Your daily profit should be more of an estimate as multiple factors can vary it over time, especially in the next 5-6 months. During this time your mining coin could increase or decrease, shortening or extending your ROI. The good news is that GPUS are used by every gamer meaning you have a resell option after you are done mining.
Dependability and Uptime
Nothing is worse than sitting by your rig while it sits offline due to failure of one component. Every minute, hour, day it sits is costing you profits and potential future profits. When/if your rig goes down, basic troubleshooting should take place to determine what may be the POF (Point Of Failure). Outages of your power and internet can sometimes be more common, but cost you less. 10 minutes of downtime will not account for 2 day shipping from Amazon due to a motherboard failing. I won’t say you should keep an entire rig ready to go as a backup, but having extra essential parts won’t hurt. One of the most common failures I have seen is bad risers which are cheap to replace, but not found at your local Best Buy store. I recommend at least keeping extras on stand by in the case of failure. An extra motherboard with processor and ram is not a bad idea either in case your entire operation were to fail. It is better to get some of your cards back online instead of having none of them.

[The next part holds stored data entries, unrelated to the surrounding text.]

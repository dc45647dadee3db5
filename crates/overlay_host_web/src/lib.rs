//! Browser [`OverlayHost`] backed by `web-sys`.
//!
//! DOM calls are compiled only for `wasm32`; other targets keep the scroll-lock bookkeeping and
//! report no document, so server-side or native test builds link without a browser.

#![warn(missing_docs, rustdoc::broken_intra_doc_links)]

mod scroll;

use std::cell::RefCell;

use overlay_runtime::OverlayHost;
#[cfg(target_arch = "wasm32")]
use wasm_bindgen::JsCast;

pub use scroll::ScrollLockState;

/// Selector for tabbable content inside a modal.
pub const FOCUSABLE_SELECTOR: &str = "a[href], area[href], button:not([disabled]), \
input:not([disabled]):not([type='hidden']), select:not([disabled]), textarea:not([disabled]), \
iframe, audio[controls], video[controls], [contenteditable]:not([contenteditable='false']), \
[tabindex]:not([tabindex='-1'])";

/// Marker attribute on portal nodes created by [`WebOverlayHost`].
pub const PORTAL_ATTRIBUTE: &str = "data-ui-portal";

thread_local! {
    static SCROLL_LOCK: RefCell<ScrollLockState> = RefCell::new(ScrollLockState::default());
}

/// Outstanding scroll locks on this thread's document.
pub fn scroll_lock_depth() -> usize {
    SCROLL_LOCK.with(|state| state.borrow().depth())
}

/// Whether a sibling of the modal's ancestor chain should be marked `aria-hidden`.
///
/// Non-rendered elements, content that is already hidden, and live regions are left alone.
pub fn should_hide(tag_name: &str, aria_hidden: Option<&str>, live_region: bool) -> bool {
    let inert_tag = ["script", "style", "template", "link", "meta", "noscript"]
        .iter()
        .any(|tag| tag_name.eq_ignore_ascii_case(tag));
    !inert_tag && aria_hidden != Some("true") && !live_region
}

#[cfg(target_arch = "wasm32")]
fn document() -> Option<web_sys::Document> {
    web_sys::window()?.document()
}

#[cfg(target_arch = "wasm32")]
fn root_style() -> Option<web_sys::CssStyleDeclaration> {
    let root = document()?.document_element()?;
    Some(root.dyn_into::<web_sys::HtmlElement>().ok()?.style())
}

#[derive(Debug, Clone, Copy, Default)]
/// Overlay host for the page's `document`.
pub struct WebOverlayHost;

impl WebOverlayHost {
    /// Looks up an attached element by DOM id.
    pub fn element_by_id(&self, id: &str) -> Option<web_sys::Element> {
        #[cfg(target_arch = "wasm32")]
        {
            document()?.get_element_by_id(id)
        }

        #[cfg(not(target_arch = "wasm32"))]
        {
            let _ = id;
            None
        }
    }
}

impl OverlayHost for WebOverlayHost {
    type Element = web_sys::Element;

    fn lock_scroll(&self) {
        #[cfg(target_arch = "wasm32")]
        {
            let style = root_style();
            let current = style
                .as_ref()
                .and_then(|style| style.get_property_value("overflow").ok())
                .unwrap_or_default();
            let outermost = SCROLL_LOCK.with(|state| state.borrow_mut().lock(&current));
            if let (true, Some(style)) = (outermost, style) {
                if let Err(err) = style.set_property("overflow", "hidden") {
                    tracing::warn!(?err, "failed to lock document scroll");
                }
            }
        }

        #[cfg(not(target_arch = "wasm32"))]
        {
            let _ = SCROLL_LOCK.with(|state| state.borrow_mut().lock(""));
        }
    }

    fn unlock_scroll(&self) {
        let restore = SCROLL_LOCK.with(|state| state.borrow_mut().unlock());

        #[cfg(target_arch = "wasm32")]
        {
            let (Some(previous), Some(style)) = (restore, root_style()) else {
                return;
            };
            let result = if previous.is_empty() {
                style.remove_property("overflow").map(|_| ())
            } else {
                style.set_property("overflow", &previous)
            };
            if let Err(err) = result {
                tracing::warn!(?err, "failed to restore document scroll");
            }
        }

        #[cfg(not(target_arch = "wasm32"))]
        {
            let _ = restore;
        }
    }

    fn mount_portal(&self, id: &str) -> Option<Self::Element> {
        #[cfg(target_arch = "wasm32")]
        {
            let document = document()?;
            if document.get_element_by_id(id).is_some() {
                return None;
            }
            let body = document.body()?;
            let node = document.create_element("div").ok()?;
            node.set_id(id);
            let _ = node.set_attribute(PORTAL_ATTRIBUTE, "");
            if let Err(err) = body.append_child(&node) {
                tracing::warn!(?err, id, "failed to attach portal node");
                return None;
            }
            Some(node)
        }

        #[cfg(not(target_arch = "wasm32"))]
        {
            tracing::debug!(id, "no document; portal not mounted");
            None
        }
    }

    fn unmount_portal(&self, node: &Self::Element) {
        #[cfg(target_arch = "wasm32")]
        node.remove();

        #[cfg(not(target_arch = "wasm32"))]
        let _ = node;
    }

    fn hide_others(&self, keep: &Self::Element) -> Vec<Self::Element> {
        #[cfg(target_arch = "wasm32")]
        {
            let mut hidden = Vec::new();
            let mut current = keep.clone();
            while let Some(parent) = current.parent_element() {
                let children = parent.children();
                for index in 0..children.length() {
                    let Some(sibling) = children.item(index) else {
                        continue;
                    };
                    if sibling == current {
                        continue;
                    }
                    let aria_hidden = sibling.get_attribute("aria-hidden");
                    if !should_hide(
                        &sibling.tag_name(),
                        aria_hidden.as_deref(),
                        sibling.has_attribute("aria-live"),
                    ) {
                        continue;
                    }
                    if sibling.set_attribute("aria-hidden", "true").is_ok() {
                        hidden.push(sibling);
                    }
                }
                if parent.tag_name().eq_ignore_ascii_case("body") {
                    break;
                }
                current = parent;
            }
            hidden
        }

        #[cfg(not(target_arch = "wasm32"))]
        {
            let _ = keep;
            Vec::new()
        }
    }

    fn unhide(&self, hidden: &[Self::Element]) {
        #[cfg(target_arch = "wasm32")]
        for element in hidden {
            let _ = element.remove_attribute("aria-hidden");
        }

        #[cfg(not(target_arch = "wasm32"))]
        let _ = hidden;
    }

    fn active_element(&self) -> Option<Self::Element> {
        #[cfg(target_arch = "wasm32")]
        {
            document()?.active_element()
        }

        #[cfg(not(target_arch = "wasm32"))]
        {
            None
        }
    }

    fn focus(&self, element: &Self::Element) -> bool {
        #[cfg(target_arch = "wasm32")]
        {
            let Some(html) = element.dyn_ref::<web_sys::HtmlElement>() else {
                return false;
            };
            let tabbable = element.matches(FOCUSABLE_SELECTOR).unwrap_or(false);
            if !tabbable && !element.has_attribute("tabindex") {
                let _ = element.set_attribute("tabindex", "-1");
            }
            if let Err(err) = html.focus() {
                tracing::warn!(?err, "element refused focus");
                return false;
            }
            true
        }

        #[cfg(not(target_arch = "wasm32"))]
        {
            let _ = element;
            false
        }
    }

    fn focusable_descendants(&self, container: &Self::Element) -> Vec<Self::Element> {
        #[cfg(target_arch = "wasm32")]
        {
            let Ok(nodes) = container.query_selector_all(FOCUSABLE_SELECTOR) else {
                return Vec::new();
            };
            let mut items = Vec::new();
            for index in 0..nodes.length() {
                let Some(node) = nodes.item(index) else {
                    continue;
                };
                let Ok(item) = node.dyn_into::<web_sys::Element>() else {
                    continue;
                };
                if item.get_attribute("aria-disabled").as_deref() == Some("true") {
                    continue;
                }
                if matches!(item.closest("[hidden], [inert]"), Ok(Some(_))) {
                    continue;
                }
                items.push(item);
            }
            items
        }

        #[cfg(not(target_arch = "wasm32"))]
        {
            let _ = container;
            Vec::new()
        }
    }
}

#[cfg(test)]
mod tests {
    use pretty_assertions::assert_eq;

    use super::*;

    #[test]
    fn hiding_skips_non_rendered_and_live_content() {
        assert!(should_hide("DIV", None, false));
        assert!(should_hide("main", Some("false"), false));
        assert!(!should_hide("SCRIPT", None, false));
        assert!(!should_hide("div", Some("true"), false));
        assert!(!should_hide("div", None, true));
    }

    #[test]
    fn focusable_selector_excludes_negative_tabindex() {
        assert!(FOCUSABLE_SELECTOR.contains("[tabindex]:not([tabindex='-1'])"));
        assert!(FOCUSABLE_SELECTOR.contains("button:not([disabled])"));
    }

    #[cfg(not(target_arch = "wasm32"))]
    #[test]
    fn native_host_keeps_lock_pairing_without_a_document() {
        let host = WebOverlayHost;
        host.lock_scroll();
        host.lock_scroll();
        assert_eq!(scroll_lock_depth(), 2);
        host.unlock_scroll();
        host.unlock_scroll();
        assert_eq!(scroll_lock_depth(), 0);
        assert_eq!(host.mount_portal("p"), None);
        assert_eq!(host.element_by_id("p"), None);
    }
}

Some mining pools include alerts you can use to let you know if your miner has gone offline for some reason. While false-positives happen, it’s important to keep an eye on it.
When selecting a pool, you should always pay attention to the fees involved. Some pools charge no fees, while some can charge as high as 0.01 coin. It is important to figure this out early on instead of when you need a payout in the future as it could prolong your payouts to bring your fees down.
How do I lower my fees on high valued coins?
If your pool auto exchanges into a coin of your choice, a nice tip is to exchange it for a popular coin that has low value. For example, if you were interested in Ethereum and the payout fee was 0.001 ETH your payout fee currently would be $1.16. However, LiteCoin has the same payout fee of 0.001 which is currently valued at only 18 cents. Once this is moved to your exchange you can repurpose your LTC into ETH or wait for your balance to build enough for an ETH payout with the same percentage of fees.
Should I convert to FIAT immediately?
Depending on your circumstances, it may be enticing to convert your earnings to FIAT to pay yourself back for your recent investment. However you should consider what mined coins could turn into by holding. While 1 coin today may be worth $1, when your ROI rolls around it may be worth $1.25 meaning you’ve earned your money back sooner. You should assume your own risks though as crypto markets are very volatile meaning it could be $1 today and half that tomorrow.
The best advice I received when looking at investing in crypto through mining was “Do not look at your daily earnings to see where you are. Instead, look at your electricity costs to determine how much you invested to get the coins you hold today.” In other words, determine how much it costs in electricity to mine a certain coin vs if you were to invest directly.